- How to complete this task:
Every line of the material below that holds the string "when" should be copied.

____

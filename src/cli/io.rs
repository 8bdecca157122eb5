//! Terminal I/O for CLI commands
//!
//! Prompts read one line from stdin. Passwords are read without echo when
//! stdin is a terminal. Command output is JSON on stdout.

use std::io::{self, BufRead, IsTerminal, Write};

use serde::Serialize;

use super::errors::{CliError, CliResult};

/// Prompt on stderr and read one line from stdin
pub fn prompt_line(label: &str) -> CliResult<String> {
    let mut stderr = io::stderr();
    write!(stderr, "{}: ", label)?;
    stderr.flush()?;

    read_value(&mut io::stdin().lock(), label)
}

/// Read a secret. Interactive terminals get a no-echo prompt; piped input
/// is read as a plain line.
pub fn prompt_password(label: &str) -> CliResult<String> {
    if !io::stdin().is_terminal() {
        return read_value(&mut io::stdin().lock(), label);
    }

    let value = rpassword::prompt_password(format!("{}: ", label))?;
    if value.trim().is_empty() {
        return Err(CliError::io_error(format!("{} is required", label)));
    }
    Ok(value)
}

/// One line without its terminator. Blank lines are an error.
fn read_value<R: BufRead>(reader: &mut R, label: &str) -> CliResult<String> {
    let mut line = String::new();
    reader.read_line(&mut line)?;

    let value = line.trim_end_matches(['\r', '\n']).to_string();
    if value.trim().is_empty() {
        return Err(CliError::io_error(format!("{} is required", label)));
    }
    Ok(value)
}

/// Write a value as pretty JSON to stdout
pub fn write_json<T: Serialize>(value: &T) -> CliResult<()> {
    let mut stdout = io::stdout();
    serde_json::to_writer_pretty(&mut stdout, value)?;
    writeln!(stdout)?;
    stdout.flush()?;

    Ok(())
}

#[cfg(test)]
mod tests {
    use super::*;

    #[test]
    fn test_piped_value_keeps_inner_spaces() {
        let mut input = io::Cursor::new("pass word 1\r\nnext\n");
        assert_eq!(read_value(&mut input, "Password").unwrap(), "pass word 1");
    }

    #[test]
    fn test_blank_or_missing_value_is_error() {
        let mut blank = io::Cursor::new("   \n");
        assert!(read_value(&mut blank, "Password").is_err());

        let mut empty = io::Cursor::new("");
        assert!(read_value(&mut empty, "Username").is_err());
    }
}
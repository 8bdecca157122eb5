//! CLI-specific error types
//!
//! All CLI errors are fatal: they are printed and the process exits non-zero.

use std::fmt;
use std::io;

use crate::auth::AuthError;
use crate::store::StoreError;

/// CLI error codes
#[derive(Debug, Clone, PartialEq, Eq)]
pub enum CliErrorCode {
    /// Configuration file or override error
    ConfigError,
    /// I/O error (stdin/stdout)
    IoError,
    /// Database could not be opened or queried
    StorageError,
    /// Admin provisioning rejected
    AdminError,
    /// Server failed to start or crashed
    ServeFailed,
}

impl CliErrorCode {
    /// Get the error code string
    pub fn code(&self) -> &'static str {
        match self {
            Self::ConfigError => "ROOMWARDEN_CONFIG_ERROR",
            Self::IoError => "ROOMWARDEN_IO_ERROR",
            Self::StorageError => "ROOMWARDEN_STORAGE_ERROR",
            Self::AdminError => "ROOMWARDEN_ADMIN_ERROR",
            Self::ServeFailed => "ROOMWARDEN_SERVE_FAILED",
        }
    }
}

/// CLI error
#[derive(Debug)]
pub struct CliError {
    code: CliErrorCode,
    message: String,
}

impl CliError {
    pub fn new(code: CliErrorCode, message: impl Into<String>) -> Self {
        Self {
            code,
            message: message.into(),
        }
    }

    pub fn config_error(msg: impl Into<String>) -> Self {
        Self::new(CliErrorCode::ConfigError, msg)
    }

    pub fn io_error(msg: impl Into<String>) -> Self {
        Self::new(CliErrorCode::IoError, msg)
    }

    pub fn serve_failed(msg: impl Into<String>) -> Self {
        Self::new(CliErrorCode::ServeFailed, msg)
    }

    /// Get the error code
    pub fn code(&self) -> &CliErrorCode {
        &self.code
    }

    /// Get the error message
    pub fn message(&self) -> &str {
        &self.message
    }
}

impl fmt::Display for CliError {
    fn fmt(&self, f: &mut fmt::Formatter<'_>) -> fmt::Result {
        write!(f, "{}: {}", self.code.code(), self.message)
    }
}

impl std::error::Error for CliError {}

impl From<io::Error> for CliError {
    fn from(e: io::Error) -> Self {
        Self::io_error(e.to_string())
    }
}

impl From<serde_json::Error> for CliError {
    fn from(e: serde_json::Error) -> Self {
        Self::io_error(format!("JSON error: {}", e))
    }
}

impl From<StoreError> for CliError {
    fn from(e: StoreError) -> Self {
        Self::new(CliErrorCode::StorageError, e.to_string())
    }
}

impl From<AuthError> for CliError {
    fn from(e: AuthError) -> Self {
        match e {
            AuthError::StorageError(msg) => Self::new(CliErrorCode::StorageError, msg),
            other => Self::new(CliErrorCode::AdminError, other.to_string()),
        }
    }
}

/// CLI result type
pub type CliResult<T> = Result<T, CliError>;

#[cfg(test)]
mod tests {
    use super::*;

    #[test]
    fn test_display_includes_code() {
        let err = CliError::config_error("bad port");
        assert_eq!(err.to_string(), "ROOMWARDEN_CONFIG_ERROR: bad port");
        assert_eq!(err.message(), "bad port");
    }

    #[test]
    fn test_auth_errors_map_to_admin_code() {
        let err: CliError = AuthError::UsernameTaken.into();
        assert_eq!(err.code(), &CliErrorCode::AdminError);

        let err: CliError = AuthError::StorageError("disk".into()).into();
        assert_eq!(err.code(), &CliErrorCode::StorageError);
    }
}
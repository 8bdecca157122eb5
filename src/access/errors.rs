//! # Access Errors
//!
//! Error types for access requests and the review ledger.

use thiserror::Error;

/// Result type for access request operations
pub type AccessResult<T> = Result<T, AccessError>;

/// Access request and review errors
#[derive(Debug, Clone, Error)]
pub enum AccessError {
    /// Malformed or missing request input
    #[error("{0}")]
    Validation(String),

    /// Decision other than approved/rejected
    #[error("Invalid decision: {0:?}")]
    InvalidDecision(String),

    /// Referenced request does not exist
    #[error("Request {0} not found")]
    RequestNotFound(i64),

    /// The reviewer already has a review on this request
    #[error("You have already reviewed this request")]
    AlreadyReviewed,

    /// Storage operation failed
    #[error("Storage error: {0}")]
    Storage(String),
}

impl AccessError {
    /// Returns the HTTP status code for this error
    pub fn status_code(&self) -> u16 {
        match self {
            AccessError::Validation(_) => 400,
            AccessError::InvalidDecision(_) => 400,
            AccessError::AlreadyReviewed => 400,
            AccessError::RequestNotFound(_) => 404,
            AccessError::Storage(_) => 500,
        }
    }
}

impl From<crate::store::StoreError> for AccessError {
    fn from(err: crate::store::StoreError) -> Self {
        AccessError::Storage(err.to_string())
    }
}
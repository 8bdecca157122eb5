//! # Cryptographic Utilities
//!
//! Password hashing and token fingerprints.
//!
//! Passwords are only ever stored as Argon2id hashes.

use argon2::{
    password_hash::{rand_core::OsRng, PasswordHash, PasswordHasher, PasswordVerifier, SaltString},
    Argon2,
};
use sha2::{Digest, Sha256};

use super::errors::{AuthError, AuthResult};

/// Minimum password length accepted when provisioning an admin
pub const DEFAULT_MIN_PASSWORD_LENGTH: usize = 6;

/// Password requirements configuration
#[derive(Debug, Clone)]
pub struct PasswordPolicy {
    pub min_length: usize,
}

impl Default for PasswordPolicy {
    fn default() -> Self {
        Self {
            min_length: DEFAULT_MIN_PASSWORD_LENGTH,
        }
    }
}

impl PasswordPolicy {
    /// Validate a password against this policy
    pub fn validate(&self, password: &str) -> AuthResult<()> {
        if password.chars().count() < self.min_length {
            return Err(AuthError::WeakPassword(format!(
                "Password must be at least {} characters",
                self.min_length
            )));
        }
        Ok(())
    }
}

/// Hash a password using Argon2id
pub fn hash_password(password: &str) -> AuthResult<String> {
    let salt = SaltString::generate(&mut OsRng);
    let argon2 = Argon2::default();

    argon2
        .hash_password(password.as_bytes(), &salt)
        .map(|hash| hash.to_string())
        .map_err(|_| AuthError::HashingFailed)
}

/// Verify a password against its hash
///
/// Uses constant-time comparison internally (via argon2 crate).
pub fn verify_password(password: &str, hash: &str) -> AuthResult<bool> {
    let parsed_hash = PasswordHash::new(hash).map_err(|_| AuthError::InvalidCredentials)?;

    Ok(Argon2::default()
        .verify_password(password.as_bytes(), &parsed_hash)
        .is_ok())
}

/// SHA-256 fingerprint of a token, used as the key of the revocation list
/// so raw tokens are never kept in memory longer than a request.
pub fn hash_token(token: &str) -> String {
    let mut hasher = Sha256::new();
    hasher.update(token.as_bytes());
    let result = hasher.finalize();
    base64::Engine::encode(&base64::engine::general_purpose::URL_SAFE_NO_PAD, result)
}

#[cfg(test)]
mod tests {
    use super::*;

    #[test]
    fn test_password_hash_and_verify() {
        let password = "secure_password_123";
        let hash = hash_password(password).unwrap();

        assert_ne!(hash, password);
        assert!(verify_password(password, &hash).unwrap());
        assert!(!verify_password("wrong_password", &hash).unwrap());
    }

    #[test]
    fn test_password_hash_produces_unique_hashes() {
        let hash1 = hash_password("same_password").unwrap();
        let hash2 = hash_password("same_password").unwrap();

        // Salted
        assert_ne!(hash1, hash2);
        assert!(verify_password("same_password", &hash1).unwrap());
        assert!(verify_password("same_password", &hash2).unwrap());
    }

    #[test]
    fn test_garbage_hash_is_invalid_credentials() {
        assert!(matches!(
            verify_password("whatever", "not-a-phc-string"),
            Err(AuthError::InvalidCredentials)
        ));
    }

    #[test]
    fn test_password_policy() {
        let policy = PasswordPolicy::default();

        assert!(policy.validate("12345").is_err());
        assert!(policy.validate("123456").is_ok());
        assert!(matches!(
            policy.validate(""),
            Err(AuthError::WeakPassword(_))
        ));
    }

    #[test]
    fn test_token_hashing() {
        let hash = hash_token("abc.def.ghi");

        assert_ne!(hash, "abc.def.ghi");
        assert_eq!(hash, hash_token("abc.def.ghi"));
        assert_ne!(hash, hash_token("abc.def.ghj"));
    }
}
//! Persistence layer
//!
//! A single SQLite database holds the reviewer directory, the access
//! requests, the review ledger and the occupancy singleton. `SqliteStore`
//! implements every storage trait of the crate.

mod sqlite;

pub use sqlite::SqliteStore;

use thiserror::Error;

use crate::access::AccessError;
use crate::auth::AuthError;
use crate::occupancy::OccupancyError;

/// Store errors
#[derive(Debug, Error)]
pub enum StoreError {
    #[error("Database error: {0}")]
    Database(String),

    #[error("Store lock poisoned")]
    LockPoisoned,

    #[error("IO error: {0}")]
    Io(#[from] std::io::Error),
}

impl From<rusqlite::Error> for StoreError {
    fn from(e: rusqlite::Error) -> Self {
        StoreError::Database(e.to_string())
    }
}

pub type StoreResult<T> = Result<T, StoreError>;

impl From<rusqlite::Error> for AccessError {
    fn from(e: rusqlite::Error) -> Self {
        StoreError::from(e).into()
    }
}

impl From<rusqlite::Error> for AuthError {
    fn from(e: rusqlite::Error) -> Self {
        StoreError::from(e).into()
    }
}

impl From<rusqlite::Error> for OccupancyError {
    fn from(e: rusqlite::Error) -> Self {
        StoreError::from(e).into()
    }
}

____

- Exercise output:
//! Prompts read one line from stdin. Passwords are read without echo when
/// Minimum password length accepted when provisioning an admin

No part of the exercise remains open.